At first I thought the circuit was a Differential Howland Current Pump.

Similar to this one here.

I thought maybe the cross-coupling makes the current sources share the available voltage.

But I did a simulation since the analysis didn't indicate that was possible..

With no load, the (-) output is a virtual ground and the (+) output equals the input voltage, which is not very exciting.

With a 1000 ohm load, the differential voltage is 90% of the input voltage (implying about a 100 ohm output impedance) but the (-) output is following the input by about +4%.

With a 100 ohm load, the waveforms look like this:

• Green: input voltage

• Purple: output +

• Red: output -

• Yellow: differential output voltage

I'm at a bit of a loss to understand the usefulness of this functionality if it's feeding coils directly.

Edit:

As Alfred has pointed out, the circuit should have a high output impedance with respect to common, and as I said, the differential output impedance is low and matched to a twisted pair.
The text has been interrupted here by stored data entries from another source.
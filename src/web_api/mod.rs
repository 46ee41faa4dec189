//! WebAPI - HTTP Surface
//!
//! ## Responsibilities
//!
//! - Expose the command dispatcher over HTTP
//! - Read-only views of inventory and presence
//! - Health/status endpoints

mod routes;

pub use routes::create_router;

use axum::extract::State;
use axum::response::IntoResponse;
use axum::Json;
use serde_json::json;

use crate::models::HealthResponse;
use crate::state::AppState;

/// Health check endpoint
pub async fn health_check(State(state): State<AppState>) -> impl IntoResponse {
    let response = HealthResponse {
        status: "ok".to_string(),
        version: env!("CARGO_PKG_VERSION").to_string(),
        camera_name: state.tracker.camera_name().to_string(),
        monitoring: state.tracker.is_running().await,
        visible_codes: state.tracker.visible_codes().await.len(),
        inventory_items: state.ledger.len().await,
    };

    Json(response)
}

/// Status endpoint
pub async fn device_status(State(_state): State<AppState>) -> impl IntoResponse {
    Json(json!({
        "device_type": "shelf-keeper",
        "firmware_version": env!("CARGO_PKG_VERSION"),
        "status": "running"
    }))
}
So it would be a suitable driver for a balanced output feeding a twisted pair, going to receiver that might have a different (by as much as a few volts) ground potential from the transmitter. Very nice.

Here is a plot of the common mode impedance measured by applying a 1VAC signal to the center of a split load resistance of 100 ohms, and sweeping from 0.1Hz to 10MHz.

As you can see, it's 10K for low frequencies, crossing over at around 2.2kHz and dropping to 150 ohms or so at high frequencies. Perfect for situations where there is mains-frequency voltage between grounds, not so great for higher frequencies.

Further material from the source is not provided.